The Migration Policy Institute has just released a report called Shared Challenges and Opportunities for EU and US Immigration Policymakers.
This is a good overview of current immigration policy in both regions. Since there are so few comparative studies out there, this one is worth a look. MPI's recommendations also have the virtue of being calm and sane at a time when elections on both sides of the Atlantic are provoking just the opposite.
Immigrants seem to be a "problem" everywhere but concrete proposals for how to shape immigration policy are hard to pin down. Some proposals seem almost entirely in the realm of punitive fantasy (electric fences along a thousand mile border or the French "Guantanomo" solution).
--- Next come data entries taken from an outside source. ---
//! Pure pursuit steering geometry
//!
//! Lookahead-circle relations for a bicycle: the arc through a lookahead
//! point at distance Ld seen under angle alpha has radius Ld / (2 sin alpha),
//! and the steering angle tracking that arc is atan(curvature * wheelbase).
//! The crosstrack error of the proportional lookahead law decays
//! exponentially; the closed form and an RK4 integration are both provided
//! for cross-checking.
//!
//! Ref:
//! - [Automatic Steering Methods for Autonomous Automobile Path Tracking](https://www.ri.cmu.edu/pub_files/2009/2/Automatic_Steering_Methods_for_Autonomous_Automobile_Path_Tracking.pdf)

use crate::common::error::{EstimationError, EstimationResult};

/// Curvature of the arc through the lookahead point: 2 sin(alpha) / Ld.
pub fn curvature(lookahead: f64, alpha: f64) -> EstimationResult<f64> {
    if !(lookahead > 0.0) {
        return Err(EstimationError::InvalidParameter(format!(
            "lookahead distance must be positive, got {}",
            lookahead
        )));
    }
    Ok(2.0 * alpha.sin() / lookahead)
}

/// Turning radius of the lookahead arc; infinite when alpha is zero.
pub fn turning_radius(lookahead: f64, alpha: f64) -> EstimationResult<f64> {
    Ok(1.0 / curvature(lookahead, alpha)?)
}

/// Bicycle steering angle that tracks the lookahead arc.
pub fn steering_angle(lookahead: f64, alpha: f64, wheelbase: f64) -> EstimationResult<f64> {
    if !(wheelbase > 0.0) {
        return Err(EstimationError::InvalidParameter(format!(
            "wheelbase must be positive, got {}",
            wheelbase
        )));
    }
    Ok((curvature(lookahead, alpha)? * wheelbase).atan())
}

/// Closed-form crosstrack decay e(t) = e0 * exp(-k t).
pub fn crosstrack_decay(e0: f64, k: f64, t: f64) -> f64 {
    e0 * (-k * t).exp()
}

/// RK4 integration of e' = -k e, returning the error at every sample
/// (steps + 1 values including the start).
pub fn crosstrack_decay_rk4(e0: f64, k: f64, dt: f64, steps: usize) -> Vec<f64> {
    let f = |e: f64| -k * e;
    let mut e = e0;
    let mut out = Vec::with_capacity(steps + 1);
    out.push(e);
    for _ in 0..steps {
        let k1 = f(e);
        let k2 = f(e + 0.5 * dt * k1);
        let k3 = f(e + 0.5 * dt * k2);
        let k4 = f(e + dt * k3);
        e += dt / 6.0 * (k1 + 2.0 * k2 + 2.0 * k3 + k4);
        out.push(e);
    }
    out
}

#[cfg(test)]
mod tests {
    use super::*;
    use std::f64::consts::PI;

    #[test]
    fn test_lookahead_geometry() {
        // Ld = 15, alpha = 60 deg: R = 15 / sqrt(3), delta = atan(L/R) = pi/6
        let radius = turning_radius(15.0, PI / 3.0).unwrap();
        assert!((radius - 15.0 / 3.0_f64.sqrt()).abs() < 1e-12);

        let kappa = curvature(15.0, PI / 3.0).unwrap();
        assert!((kappa * radius - 1.0).abs() < 1e-12);

        let delta = steering_angle(15.0, PI / 3.0, 5.0).unwrap();
        assert!((delta - PI / 6.0).abs() < 1e-12);
    }

    #[test]
    fn test_zero_alpha_is_straight() {
        assert_eq!(curvature(10.0, 0.0).unwrap(), 0.0);
        assert!(turning_radius(10.0, 0.0).unwrap().is_infinite());
        assert_eq!(steering_angle(10.0, 0.0, 2.9).unwrap(), 0.0);
    }

    #[test]
    fn test_steering_sign_follows_alpha() {
        let left = steering_angle(10.0, 0.3, 2.9).unwrap();
        let right = steering_angle(10.0, -0.3, 2.9).unwrap();
        assert!(left > 0.0);
        assert!((left + right).abs() < 1e-12);
    }

    #[test]
    fn test_rejects_bad_geometry() {
        assert!(curvature(0.0, 0.5).is_err());
        assert!(curvature(-1.0, 0.5).is_err());
        assert!(steering_angle(10.0, 0.5, 0.0).is_err());
    }

    #[test]
    fn test_rk4_matches_closed_form() {
        let e0 = 2.0;
        let k = 0.8;
        let dt = 0.1;
        let steps = 50;
        let numeric = crosstrack_decay_rk4(e0, k, dt, steps);
        assert_eq!(numeric.len(), steps + 1);
        for (i, &e) in numeric.iter().enumerate() {
            let exact = crosstrack_decay(e0, k, i as f64 * dt);
            assert!((e - exact).abs() < 1e-5);
        }
    }

    #[test]
    fn test_decay_is_monotone_and_keeps_sign() {
        let trace = crosstrack_decay_rk4(-1.5, 0.5, 0.05, 100);
        for pair in trace.windows(2) {
            assert!(pair[1] > pair[0]);
            assert!(pair[1] < 0.0);
        }
    }
}
//! Linear Kalman filter
//!
//! Constant-velocity tracker over (position, speed) driven by a measured
//! acceleration. Both state components are observed directly, so the
//! observation matrix is the identity.

use nalgebra::{Cholesky, Matrix2, Vector2};

use crate::common::error::{EstimationError, EstimationResult};
use crate::common::traits::StateEstimator;

/// Configuration for the linear Kalman filter
#[derive(Debug, Clone)]
pub struct LinearKfConfig {
    /// Process noise covariance
    pub q: Matrix2<f64>,
    /// Measurement noise covariance
    pub r: Matrix2<f64>,
}

impl Default for LinearKfConfig {
    fn default() -> Self {
        Self {
            q: Matrix2::from_diagonal(&Vector2::new(0.01, 0.01)),
            r: Matrix2::from_diagonal(&Vector2::new(0.01, 0.01)),
        }
    }
}

/// Linear Kalman filter over (position, speed)
pub struct LinearKf {
    state: Vector2<f64>,
    covariance: Matrix2<f64>,
    config: LinearKfConfig,
}

impl LinearKf {
    pub fn new(
        initial_state: Vector2<f64>,
        initial_covariance: Matrix2<f64>,
        config: LinearKfConfig,
    ) -> EstimationResult<Self> {
        if !initial_state.iter().all(|v| v.is_finite())
            || !initial_covariance.iter().all(|v| v.is_finite())
        {
            return Err(EstimationError::NonFinite(
                "initial state or covariance".to_string(),
            ));
        }
        Ok(Self {
            state: initial_state,
            covariance: (initial_covariance + initial_covariance.transpose()) * 0.5,
            config,
        })
    }

    /// Get reference to the current state estimate
    pub fn get_state_vector(&self) -> &Vector2<f64> {
        &self.state
    }

    /// Get reference to the state covariance
    pub fn get_covariance_matrix(&self) -> &Matrix2<f64> {
        &self.covariance
    }

    /// Propagate through the constant-velocity model with an acceleration
    /// input: x <- A x + B a, P <- A P A^T + Q.
    pub fn predict(&mut self, accel: f64, dt: f64) -> EstimationResult<()> {
        if !accel.is_finite() || !dt.is_finite() {
            return Err(EstimationError::NonFinite("acceleration input".to_string()));
        }
        if dt < 0.0 {
            return Err(EstimationError::InvalidParameter(format!(
                "negative dt {} in predict",
                dt
            )));
        }
        let a = Matrix2::new(
            1.0, dt,
            0.0, 1.0,
        );
        let b = Vector2::new(0.5 * dt * dt, dt);
        self.state = a * self.state + b * accel;
        self.covariance = a * self.covariance * a.transpose() + self.config.q;
        self.covariance = (self.covariance + self.covariance.transpose()) * 0.5;
        Ok(())
    }

    /// Update with a direct observation of both state components.
    pub fn update(&mut self, z: &Vector2<f64>) -> EstimationResult<()> {
        if !z.iter().all(|v| v.is_finite()) {
            return Err(EstimationError::NonFinite("measurement".to_string()));
        }
        // H = I, so S = P + R and the gain solve is S K^T = P
        let s = self.covariance + self.config.r;
        let chol = Cholesky::new(s).ok_or_else(|| {
            EstimationError::NumericalError(
                "innovation covariance not positive definite".to_string(),
            )
        })?;
        let k = chol.solve(&self.covariance).transpose();
        let y = z - self.state;
        self.state += k * y;
        self.covariance = (Matrix2::identity() - k) * self.covariance;
        self.covariance = (self.covariance + self.covariance.transpose()) * 0.5;
        Ok(())
    }
}

impl StateEstimator for LinearKf {
    type State = Vector2<f64>;
    type Measurement = Vector2<f64>;
    type Control = f64;

    fn predict(&mut self, control: &Self::Control, dt: f64) {
        if let Err(e) = LinearKf::predict(self, *control, dt) {
            eprintln!("predict failed: {}", e);
        }
    }

    fn update(&mut self, measurement: &Self::Measurement) {
        if let Err(e) = LinearKf::update(self, measurement) {
            eprintln!("update failed: {}", e);
        }
    }

    fn get_state(&self) -> &Self::State {
        &self.state
    }
}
All this is terribly unrealistic not because it is impossible but because the outcome is not desirable and not at all what anyone really wants - not natives, migrants nor nation-states. The MPI report puts it very clearly: "Immigration is a significant component of any strategy to boost economic growth and competitiveness." Period. If you want your economy to grow and you want your country to be competitive in the world market, then you will have immigration. One of the great paradoxes of globalization is the fact that capital is highly mobile but people are less so. Matching opportunity and people is one of the great challenges of our age. Both the EU and the US are having trouble meeting this challenge.
On the U.S. side MPI reports that they were blessed with a strong employer-driven system which has traditionally done a very good of matching people to jobs. Today this system seems to be breaking down and has become an inefficient bureaucracy which creates uncertainly because it has lost the ability to meet labor needs in real time. The EU on the other hand is a mishmash of different immigration policies that range from point-systems to employer-driven systems to quotas. The member-states appear ready to work toward a common EU policy on migration, but even with the EU Blue card effort, they have a ways to go.
The U.S. does a bit better than the EU when it comes to selective immigration - luring the highly-skilled, highly educated workforce to its shores. But the MPI report makes a very good point that just because this has been true in the past does not mean it will be true in the future. I had a very illuminating conversation with an Indian who works in hi-tech who said that he judged a country not only on its opportunities but on its infrastructure. If I have to drive on poor roads, send my children to private schools and pay for private healthcare, he said, my interest in the U.S. wanes since paying for these things out of my own pocket severely cuts into my salary. I had not thought of it that way but I concede his point.
The MPI report has several recommendations to make to both the EU and the US. In both regions, they say, the bureaucracy needs to be reduced and procedures clarified and stream-lined. Governments should encourage business to participate in the debate and have some say in the process. Some of the international students being kicked out of France right now have jobs but their employers do not seem to have had any say in the implementation of the new policy.
And finally, both regions need to create a mechanism by which immigration policies can be quickly reviewed and fine-tuned according to the actual data (the "facts on the ground"). Immigration is a moving river - by the time a law has actually gone through the legislative process the situation (economic, demographic, political and so on) may have radically changed. Flexibility and agility are key here and I have to wonder if some of the smaller (but very attractive) countries like New Zealand may not have an edge. The "Silver Fern" program is a brilliant idea and I cannot imagine either the US or the EU being able to do something similar without years of debate.
Of all the MPI recommendations, I think the most crucial is providing some clarity and simplifying the procedures. When you look, for example, at the EU Blue Card program, it has all the elements of a shipwreck in the fog looking for a coastline. Information is hard to obtain and just figuring out how and where to apply has many people gnashing their teeth in frustration. The U.S. is not much better with a Byzantine bureaucracy and long waiting times for visas. I defy any American or any European to, off the top of his head, explain U.S. or EU immigration policy to the curious (but uninitiated) foreigner.
On one side you have jobs and countries undergoing demographic crisis. On the other you have people ready to fill those jobs and ready to re-locate and put their talents to use by raising families, starting businesses and contributing to the overall welfare of a nation that is not their own. The current state of immigration policy in the EU and the US reminds one of a dysfunctional dating service and if they can't do better than this than they both deserve to sit at home alone while everyone else dances 'til the wee hours of the morning.